At least 40 US Army rangers, and four instructors, were injured, after being struck by lightning, in the state of Florida.
Forty Army Ranger students and four instructors were struck by lightning in Florida during a training program aimed at protecting themselves from a thunderstorm’s lightning bolts, the US Army said on Thursday.
All 44 individuals were taken to a local hospital for treatment following the Wednesday afternoon incident at Eglin Air Force Base, in north Florida, the Army said in a statement.
Seventeen students and three instructors remained overnight at the hospital while the remaining students and instructor were treated and released, the statement said.

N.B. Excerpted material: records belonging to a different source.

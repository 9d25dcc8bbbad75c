// src/transform/closure.rs
//! Ancestor/contract closure walk
//!
//! Computes the full set of types the inline path must rewrite: the type
//! itself, its superclass chain up to the root, and every directly or
//! transitively implemented contract at each level. The result is
//! deduplicated; iteration order carries no meaning beyond completeness.

use crate::model::{TypeDescriptor, TypeId, TypeRegistry};
use crate::utils::errors::Result;
use std::collections::HashSet;
use std::sync::Arc;

/// The deduplicated ancestor/contract closure of a type.
pub fn type_closure(types: &TypeRegistry, ty: TypeId) -> Result<Vec<Arc<TypeDescriptor>>> {
    let mut seen: HashSet<TypeId> = HashSet::new();
    let mut out: Vec<Arc<TypeDescriptor>> = Vec::new();
    let mut stack: Vec<TypeId> = vec![ty];

    while let Some(id) = stack.pop() {
        if !seen.insert(id) {
            continue;
        }
        let descriptor = types.get(id)?;
        if let Some(superclass) = descriptor.superclass {
            stack.push(superclass);
        }
        stack.extend(descriptor.interfaces.iter().copied());
        out.push(descriptor);
    }

    Ok(out)
}

#[cfg(test)]
mod tests {
    use super::*;
    use crate::model::TypeSpec;
    use proptest::prelude::*;

    #[test]
    fn test_closure_contains_self_and_root() {
        let types = TypeRegistry::new();
        let widget = types.define(TypeSpec::class("Widget")).unwrap();

        let closure = type_closure(&types, widget).unwrap();
        let ids: Vec<TypeId> = closure.iter().map(|d| d.id).collect();
        assert!(ids.contains(&widget));
        assert!(ids.contains(&types.well_known().object));
        assert_eq!(ids.len(), 2);
    }

    #[test]
    fn test_closure_transitive_contracts() {
        let types = TypeRegistry::new();
        let printable = types
            .define(TypeSpec::interface("Printable").method("print", 0))
            .unwrap();
        let comparable = types
            .define(
                TypeSpec::interface("Comparable")
                    .implements(printable)
                    .method("compare_to", 1),
            )
            .unwrap();
        let widget = types
            .define(TypeSpec::class("Widget").implements(comparable))
            .unwrap();
        let button = types
            .define(TypeSpec::class("Button").extends(widget))
            .unwrap();

        let closure = type_closure(&types, button).unwrap();
        let ids: HashSet<TypeId> = closure.iter().map(|d| d.id).collect();
        assert!(ids.contains(&button));
        assert!(ids.contains(&widget));
        assert!(ids.contains(&comparable));
        assert!(ids.contains(&printable));
        assert!(ids.contains(&types.well_known().object));
    }

    #[test]
    fn test_closure_deduplicates_diamond() {
        let types = TypeRegistry::new();
        let printable = types.define(TypeSpec::interface("Printable")).unwrap();
        let a = types
            .define(TypeSpec::interface("A").implements(printable))
            .unwrap();
        let b = types
            .define(TypeSpec::interface("B").implements(printable))
            .unwrap();
        let widget = types
            .define(TypeSpec::class("Widget").implements(a).implements(b))
            .unwrap();

        let closure = type_closure(&types, widget).unwrap();
        let printable_count = closure.iter().filter(|d| d.id == printable).count();
        assert_eq!(printable_count, 1);
        assert_eq!(closure.len(), 5);
    }

    proptest! {
        // A linear chain of N classes always closes over exactly the chain
        // plus the root, regardless of where the walk starts.
        #[test]
        fn prop_chain_closure_complete(depth in 1usize..12, start_offset in 0usize..12) {
            let types = TypeRegistry::new();
            let mut chain = Vec::new();
            let mut parent: Option<TypeId> = None;
            for i in 0..depth {
                let mut spec = TypeSpec::class(format!("C{}", i));
                if let Some(p) = parent {
                    spec = spec.extends(p);
                }
                let id = types.define(spec).unwrap();
                chain.push(id);
                parent = Some(id);
            }

            let start = chain[start_offset % depth];
            let closure = type_closure(&types, start).unwrap();
            let ids: HashSet<TypeId> = closure.iter().map(|d| d.id).collect();

            // Everything from the start down to the root, nothing above.
            prop_assert!(ids.contains(&types.well_known().object));
            for (i, id) in chain.iter().enumerate() {
                prop_assert_eq!(ids.contains(id), i <= start_offset % depth);
            }
            prop_assert_eq!(closure.len(), ids.len());
        }
    }
}
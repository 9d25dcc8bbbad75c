// src/transform/inline.rs
//! Inline transformation
//!
//! Rewrites the method bodies of the original types in place so that every
//! call dispatches through a handler lookup keyed by receiver identity. The
//! rewrite is reversible: each rewritten entry is acquired from the
//! registry's reference-counted rewrite ledger, and the returned `Reversal`
//! releases them all at once. Overlapping transformations of the same types
//! share entries, so one proxy's cancellation never strips interception
//! from another still-live proxy.
//!
//! Because the rewrite happens in place, final methods are interceptable on
//! this path — overridability only matters for subclass generation.

use crate::model::{TypeDescriptor, TypeId, TypeKind, TypeRegistry};
use crate::proxy::cancel::Reversal;
use crate::transform::TransformationKind;
use crate::utils::errors::Result;
use std::sync::Arc;
use tracing::{debug, trace};

/// Optional collaborator performing reversible in-place rewriting of type
/// definitions. Absence of a configured collaborator is a legal setup; the
/// gateway then degrades to subclass generation only.
pub trait InlineInstrumentation: Send + Sync {
    /// Rewrite every type in the closure; the returned reversal undoes the
    /// whole rewrite.
    fn execute(
        &self,
        closure: &[Arc<TypeDescriptor>],
        kind: TransformationKind,
    ) -> Result<Reversal>;
}

/// Default inline collaborator: acquires a reference-counted rewrite of each
/// dispatch-table entry and keeps an explicit undo log of what it acquired.
pub struct RegistryInliner {
    types: Arc<TypeRegistry>,
}

impl RegistryInliner {
    pub fn new(types: Arc<TypeRegistry>) -> Self {
        Self { types }
    }
}

impl InlineInstrumentation for RegistryInliner {
    fn execute(
        &self,
        closure: &[Arc<TypeDescriptor>],
        kind: TransformationKind,
    ) -> Result<Reversal> {
        debug!(?kind, types = closure.len(), "inline transformation");

        let mut undo: Vec<(TypeId, String)> = Vec::new();
        for descriptor in closure {
            // Interfaces and built-ins carry no concrete bodies to rewrite.
            if descriptor.kind != TypeKind::Class {
                continue;
            }
            for method in &descriptor.methods {
                if self.types.acquire_rewrite(descriptor.id, &method.name) {
                    trace!(ty = %descriptor.name, method = %method.name, "rewrote method body");
                    undo.push((descriptor.id, method.name.clone()));
                }
            }
        }

        if undo.is_empty() {
            return Ok(Reversal::noop());
        }

        let types = Arc::clone(&self.types);
        Ok(Reversal::new(move || {
            for (ty, method) in undo {
                types.release_rewrite(ty, &method);
            }
        }))
    }
}

#[cfg(test)]
mod tests {
    use super::*;
    use crate::model::registry::MethodBody;
    use crate::model::TypeSpec;
    use crate::transform::closure::type_closure;
    use serde_json::json;

    fn widget_hierarchy(types: &TypeRegistry) -> (TypeId, TypeId) {
        let widget = types
            .define(
                TypeSpec::class("Widget")
                    .method_with_body("size", 0, |_, _| Ok(json!(3)))
                    .final_method("id", 0, |_, _| Ok(json!("widget"))),
            )
            .unwrap();
        let button = types
            .define(
                TypeSpec::class("Button")
                    .extends(widget)
                    .method_with_body("label", 0, |_, _| Ok(json!("ok"))),
            )
            .unwrap();
        (widget, button)
    }

    #[test]
    fn test_rewrite_covers_whole_closure() {
        let types = TypeRegistry::new();
        let (widget, button) = widget_hierarchy(&types);
        let inliner = RegistryInliner::new(Arc::clone(&types));

        let closure = type_closure(&types, button).unwrap();
        let _reversal = inliner
            .execute(&closure, TransformationKind::Intercept)
            .unwrap();

        assert!(matches!(
            types.body(button, "label"),
            Some(MethodBody::Trampoline { .. })
        ));
        assert!(matches!(
            types.body(widget, "size"),
            Some(MethodBody::Trampoline { .. })
        ));
        // In-place rewriting reaches final methods too.
        assert!(matches!(
            types.body(widget, "id"),
            Some(MethodBody::Trampoline { .. })
        ));
    }

    #[test]
    fn test_reversal_restores_displaced_bodies() {
        let types = TypeRegistry::new();
        let (widget, button) = widget_hierarchy(&types);
        let inliner = RegistryInliner::new(Arc::clone(&types));

        let closure = type_closure(&types, button).unwrap();
        let reversal = inliner
            .execute(&closure, TransformationKind::Intercept)
            .unwrap();

        reversal.run();
        assert!(matches!(types.body(widget, "size"), Some(MethodBody::Native(_))));
        assert!(matches!(types.body(widget, "id"), Some(MethodBody::Native(_))));
        assert!(matches!(types.body(button, "label"), Some(MethodBody::Native(_))));

        // Second run is a no-op.
        reversal.run();
        assert!(matches!(types.body(widget, "size"), Some(MethodBody::Native(_))));
    }

    #[test]
    fn test_overlapping_transformations_survive_first_reversal() {
        let types = TypeRegistry::new();
        let (widget, _button) = widget_hierarchy(&types);
        let inliner = RegistryInliner::new(Arc::clone(&types));
        let closure = type_closure(&types, widget).unwrap();

        let first = inliner
            .execute(&closure, TransformationKind::Intercept)
            .unwrap();
        let second = inliner
            .execute(&closure, TransformationKind::Intercept)
            .unwrap();

        // The second transformation still holds the shared rewrite.
        first.run();
        assert!(matches!(
            types.body(widget, "size"),
            Some(MethodBody::Trampoline { .. })
        ));

        second.run();
        assert!(matches!(types.body(widget, "size"), Some(MethodBody::Native(_))));
    }

    #[test]
    fn test_bodyless_closure_yields_noop_reversal() {
        let types = TypeRegistry::new();
        let printable = types
            .define(TypeSpec::interface("Printable").method("print", 0))
            .unwrap();
        let inliner = RegistryInliner::new(Arc::clone(&types));

        let closure = type_closure(&types, printable).unwrap();
        let reversal = inliner
            .execute(&closure, TransformationKind::Intercept)
            .unwrap();
        assert!(reversal.is_spent());
    }
}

“The Ranger students and instructors reacted and got everyone proper medical care quickly,” said Colonel David Fivecoat, Airborne and Ranger Training Brigade commander.
“Ranger students and instructors are tough, 31 students will return to training tonight (Thursday) and continue with increased medical monitoring as they try to earn their Ranger tab,” he said.
Army Rangers are rapidly deployable troops trained for mountain, desert and swamp terrain and often go after special operations targets.
Ranger School is an intense weeks-long combat boot camp.
The students were in day seven of the 10-day training cycle, the Army said.
The Army Times news site said the Ranger trainees were in the “swamp phase” which focuses on waterborne operations.